Investors await outcome of key announcements
10.15 AEST, Monday 27 August 2012
Investors await outcome of key
By Ric Spooner (Chief Market Analyst, CMC Markets)
As the reporting season draws to a close, Australian investors are likely to pause awaiting the outcome of a number of significant macro announcements due in coming weeks.
One of these will be any announcement on the nature and timing of further monetary stimulus by the US Federal Reserve. Markets have rallied in anticipation of action by the Fed. Friday’s speech by Mr Bernanke may provide some insight into what form the stimulus will take. It is unlikely that this round of Fed action will have as much impact as the first two given that long term interest rates are already low and that there is already ample liquidity in the system. Even so markets are likely to be encouraged by any announcement that suggests a large program of mortgage backed asset purchases designed to push long term borrowing rates lower. There is also capacity for disappointment and a buy the rumour, sell the fact reaction if it seems likely that the next round of Fed easing will be reasonably moderate in scope.
Equity valuations have now also reached levels where investors may be wary of pushing prices too much higher before September’s three major announcements on the Euro situation. The German court decision on the constitutional validity of the Euro bailout funds; the ECB announcement on its Spanish bond buying program; and the report by international creditors on Greece’s fiscal progress all loom as significant risk events.
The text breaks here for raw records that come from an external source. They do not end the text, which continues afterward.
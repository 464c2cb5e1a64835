//! Access builder and policy arbiter
//!
//! A resource that owns an access callback (`allow => [...]`) hands it an
//! [`AccessBuilder`]. The callback returns ordered [`ResourceAccessGrant`]s,
//! each naming a grantee factory and a set of actions from the resource
//! kind's closed vocabulary. No validation happens while building.
//!
//! [`AccessPolicyArbiter::arbitrate_policies`] then, per grant:
//! 1. resolves the grantee's instance (constructing it if needed)
//! 2. translates the actions into statements via an [`AccessPolicyFactory`]
//! 3. builds exactly one [`Policy`] for the grant
//! 4. hands policy and SSM entries to the grantee's [`ResourceAccessAcceptor`]

use crate::error::Result;
use crate::factory::{ConstructFactoryGetInstanceProps, ResourceAccessGrantee};
use crate::iam::{merge_statements, Policy, PolicyStatement};
use crate::ssm::SsmEnvironmentEntry;
use std::fmt;
use std::marker::PhantomData;
use std::sync::Arc;

/// Capability bound to one role: attaches policies to it
pub trait ResourceAccessAcceptor: Send + Sync {
    /// Stable identifier of the bound role
    fn identifier(&self) -> &str;

    /// Attach `policy` and expose the SSM entries to the role's consumer
    ///
    /// # Errors
    ///
    /// Acceptor specific attachment errors.
    fn accept_resource_access(&self, policy: Arc<Policy>, ssm_environment_entries: &[SsmEnvironmentEntry]) -> Result<()>;
}

/// Hands out acceptors for the roles a resource owns
pub trait ResourceAccessAcceptorFactory: Send + Sync {
    /// Acceptor for `role_identifier`, or the resource's only role when `None`
    ///
    /// # Errors
    ///
    /// [`BackendError::InvalidResourceAccessConfig`](crate::BackendError::InvalidResourceAccessConfig)
    /// for unknown role identifiers.
    fn get_resource_access_acceptor(&self, role_identifier: Option<&str>) -> Result<Arc<dyn ResourceAccessAcceptor>>;
}

/// Closed action vocabulary of a resource kind
pub trait AccessAction: Copy + Eq + fmt::Debug + Send + Sync + 'static {
    /// Actions granted by `allow.resource(f)` without `.to(...)`
    fn default_actions() -> Vec<Self>;

    /// Action name as written by users
    fn name(self) -> &'static str;
}

/// One `{grantee, actions}` pair
pub struct ResourceAccessGrant<A> {
    grantee: Arc<dyn ResourceAccessGrantee>,
    actions: Vec<A>,
}

impl<A: AccessAction> ResourceAccessGrant<A> {
    /// Replace the granted actions; duplicates are dropped, order kept
    #[must_use]
    pub fn to<I: IntoIterator<Item = A>>(mut self, actions: I) -> Self {
        self.actions.clear();
        for action in actions {
            if !self.actions.contains(&action) {
                self.actions.push(action);
            }
        }
        self
    }

    /// Granted actions
    #[inline]
    #[must_use]
    pub fn actions(&self) -> &[A] {
        &self.actions
    }

    /// Grantee factory
    #[inline]
    #[must_use]
    pub fn grantee(&self) -> &Arc<dyn ResourceAccessGrantee> {
        &self.grantee
    }
}

impl<A: fmt::Debug> fmt::Debug for ResourceAccessGrant<A> {
    fn fmt(&self, f: &mut fmt::Formatter<'_>) -> fmt::Result {
        f.debug_struct("ResourceAccessGrant")
            .field("actions", &self.actions)
            .finish_non_exhaustive()
    }
}

/// The `allow` handle passed to access callbacks
#[derive(Debug)]
pub struct AccessBuilder<A> {
    _actions: PhantomData<fn() -> A>,
}

impl<A: AccessAction> AccessBuilder<A> {
    /// Create builder
    #[inline]
    #[must_use]
    pub fn new() -> Self {
        Self {
            _actions: PhantomData,
        }
    }

    /// Grant to `grantee`, starting from the kind's default actions
    #[must_use]
    pub fn resource(&self, grantee: Arc<dyn ResourceAccessGrantee>) -> ResourceAccessGrant<A> {
        ResourceAccessGrant {
            grantee,
            actions: A::default_actions(),
        }
    }
}

impl<A: AccessAction> Default for AccessBuilder<A> {
    fn default() -> Self {
        Self::new()
    }
}

/// User access callback
pub type AccessGenerator<A> = Arc<dyn Fn(&AccessBuilder<A>) -> Vec<ResourceAccessGrant<A>> + Send + Sync>;

/// Wrap a closure as an [`AccessGenerator`]
pub fn access<A, F>(callback: F) -> AccessGenerator<A>
where
    A: AccessAction,
    F: Fn(&AccessBuilder<A>) -> Vec<ResourceAccessGrant<A>> + Send + Sync + 'static,
{
    Arc::new(callback)
}

/// Per-kind translation from logical actions to IAM statements
pub trait AccessPolicyFactory<A>: Send + Sync {
    /// Statements for one action
    fn statements_for(&self, action: A) -> Vec<PolicyStatement>;
}

/// Turns grants into attached policies
pub struct AccessPolicyArbiter<'a, A> {
    resource_name: String,
    grants: Vec<ResourceAccessGrant<A>>,
    get_instance_props: &'a ConstructFactoryGetInstanceProps,
    ssm_environment_entries: Vec<SsmEnvironmentEntry>,
    policy_factory: &'a dyn AccessPolicyFactory<A>,
}

impl<'a, A: AccessAction> AccessPolicyArbiter<'a, A> {
    /// Create arbiter for the grants of resource `resource_name`
    #[must_use]
    pub fn new(
        resource_name: impl Into<String>,
        grants: Vec<ResourceAccessGrant<A>>,
        get_instance_props: &'a ConstructFactoryGetInstanceProps,
        ssm_environment_entries: Vec<SsmEnvironmentEntry>,
        policy_factory: &'a dyn AccessPolicyFactory<A>,
    ) -> Self {
        Self {
            resource_name: resource_name.into(),
            grants,
            get_instance_props,
            ssm_environment_entries,
            policy_factory,
        }
    }

    /// Build one policy per grant and hand it to the grantee's acceptor
    ///
    /// Policies are accepted in declaration order. Returns them in that order.
    ///
    /// # Errors
    ///
    /// The first error from resolving a grantee or accepting a policy.
    pub fn arbitrate_policies(&self) -> Result<Vec<Arc<Policy>>> {
        let mut policies = Vec::with_capacity(self.grants.len());
        for (index, grant) in self.grants.iter().enumerate() {
            let acceptor_factory = grant
                .grantee
                .resolve_access_acceptor_factory(self.get_instance_props)?;
            let acceptor = acceptor_factory.get_resource_access_acceptor(None)?;

            let policy = Arc::new(self.policy_for(index, grant, acceptor.identifier()));
            tracing::debug!(
                resource = %self.resource_name,
                acceptor = acceptor.identifier(),
                actions = ?grant.actions,
                statements = policy.statements().len(),
                "arbitrated access policy"
            );
            acceptor.accept_resource_access(Arc::clone(&policy), &self.ssm_environment_entries)?;
            policies.push(policy);
        }
        Ok(policies)
    }

    fn policy_for(&self, index: usize, grant: &ResourceAccessGrant<A>, acceptor: &str) -> Policy {
        let statements = grant
            .actions
            .iter()
            .flat_map(|action| self.policy_factory.statements_for(*action))
            .collect();
        Policy::new(
            format!("{}{acceptor}AccessPolicy{index}", self.resource_name),
            merge_statements(statements),
        )
    }
}

#[cfg(test)]
mod tests {
    use super::*;
    use crate::error::BackendError;
    use crate::construct::StackResolver;
    use crate::container::ConstructContainer;
    use crate::factory::ConstructFactory;
    use crate::identifiers::{BackendIdentifier, StableBackendIdentifiers};
    use crate::output::InMemoryBackendOutputStorage;
    use crate::secrets::DefaultBackendSecretResolver;
    use crate::ssm::SsmEnvironmentEntriesGenerator;
    use parking_lot::Mutex;

    #[derive(Debug, Clone, Copy, PartialEq, Eq)]
    enum Verb {
        Read,
        Write,
    }

    impl AccessAction for Verb {
        fn default_actions() -> Vec<Self> {
            vec![Self::Read]
        }

        fn name(self) -> &'static str {
            match self {
                Self::Read => "read",
                Self::Write => "write",
            }
        }
    }

    struct Table;

    impl AccessPolicyFactory<Verb> for Table {
        fn statements_for(&self, action: Verb) -> Vec<PolicyStatement> {
            match action {
                Verb::Read => vec![PolicyStatement::allow(["svc:Get"], ["arn:table"])],
                Verb::Write => vec![
                    PolicyStatement::allow(["svc:Put"], ["arn:table"]),
                    PolicyStatement::allow(["svc:Get"], ["arn:index"]),
                ],
            }
        }
    }

    #[derive(Default)]
    struct Recorder {
        accepted: Mutex<Vec<Arc<Policy>>>,
    }

    impl ResourceAccessAcceptor for Recorder {
        fn identifier(&self) -> &str {
            "recorder"
        }

        fn accept_resource_access(&self, policy: Arc<Policy>, _entries: &[SsmEnvironmentEntry]) -> Result<()> {
            self.accepted.lock().push(policy);
            Ok(())
        }
    }

    struct Consumer(Arc<Recorder>);

    impl ResourceAccessAcceptorFactory for Consumer {
        fn get_resource_access_acceptor(&self, role: Option<&str>) -> Result<Arc<dyn ResourceAccessAcceptor>> {
            match role {
                None => Ok(self.0.clone()),
                Some(other) => Err(BackendError::InvalidResourceAccessConfig {
                    message: format!("unknown role {other}"),
                    resolution: String::new(),
                }),
            }
        }
    }

    struct ConsumerFactory(Arc<Consumer>);

    impl ConstructFactory for ConsumerFactory {
        type Output = Consumer;

        fn get_instance(&self, _props: &ConstructFactoryGetInstanceProps) -> Result<Arc<Consumer>> {
            Ok(Arc::clone(&self.0))
        }
    }

    #[test]
    fn builder_defaults_and_to() {
        let consumer = Arc::new(ConsumerFactory(Arc::new(Consumer(Arc::default()))));
        let allow = AccessBuilder::<Verb>::new();

        let default = allow.resource(consumer.clone());
        assert_eq!(default.actions(), &[Verb::Read]);

        let explicit = allow.resource(consumer).to([Verb::Write, Verb::Write, Verb::Read]);
        assert_eq!(explicit.actions(), &[Verb::Write, Verb::Read]);
        assert_eq!(Verb::Write.name(), "write");
    }

    fn props() -> ConstructFactoryGetInstanceProps {
        let id = BackendIdentifier::sandbox("app", "test");
        let container = ConstructContainer::new(
            StackResolver::new("root", "us-east-1", "1"),
            Arc::new(DefaultBackendSecretResolver::new(id.clone())),
            SsmEnvironmentEntriesGenerator::new(id.clone()),
            StableBackendIdentifiers::new(id),
        );
        ConstructFactoryGetInstanceProps::new(
            Arc::new(container),
            Arc::new(InMemoryBackendOutputStorage::new()),
        )
    }

    #[test]
    fn one_policy_per_grant_in_declaration_order() {
        let recorder = Arc::new(Recorder::default());
        let consumer = Arc::new(ConsumerFactory(Arc::new(Consumer(Arc::clone(&recorder)))));
        let allow = AccessBuilder::<Verb>::new();
        let grants = vec![
            allow.resource(consumer.clone()).to([Verb::Read, Verb::Write]),
            allow.resource(consumer),
        ];
        let props = props();
        let table = Table;

        let arbiter = AccessPolicyArbiter::new("table", grants, &props, vec![], &table);
        let policies = arbiter.arbitrate_policies().unwrap();

        let accepted = recorder.accepted.lock().clone();
        assert_eq!(accepted.len(), 2);
        assert!(Arc::ptr_eq(&accepted[0], &policies[0]));
        assert!(Arc::ptr_eq(&accepted[1], &policies[1]));

        // Read and Write share `svc:Get`, merged into one statement
        assert_eq!(policies[0].statements().len(), 2);
        assert_eq!(
            policies[0].statements()[0].resources(),
            &["arn:table".to_string(), "arn:index".to_string()]
        );
        assert_eq!(policies[1].statements().len(), 1);
        assert_ne!(policies[0].name(), policies[1].name());
    }
}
If we get through September with a positive outcome on Europe and another significant Fed easing, there is definite scope for further boosts to market confidence and valuations notwithstanding the outlook for sluggish economic growth and a relatively difficult demand environment for many industries.
The chart of the S&P/ASX 200 index confirms the significance of September’s Euro and Fed announcements. A clear break above the zone of resistance is at around 4417/4448 would be significant. This is the level that stopped the market in both May this year and October last year. If the market starts to get nervous it may test near term support at around 4260/4280. However it would take a break below the 200 day moving average currently around 4212 to indicate that the levels of pessimism seen in May/June this year were returning.
Early price action in currency markets suggested a positive reaction to China’s Premier Wen’s statement urging measures to promote export growth. However, investors will be wary of getting too positive about this. At the end of the day export growth depends on demand from international customers. China’s large exposure to the export sector means that its growth rate will be hampered in the short run by difficult conditions in Europe and the US.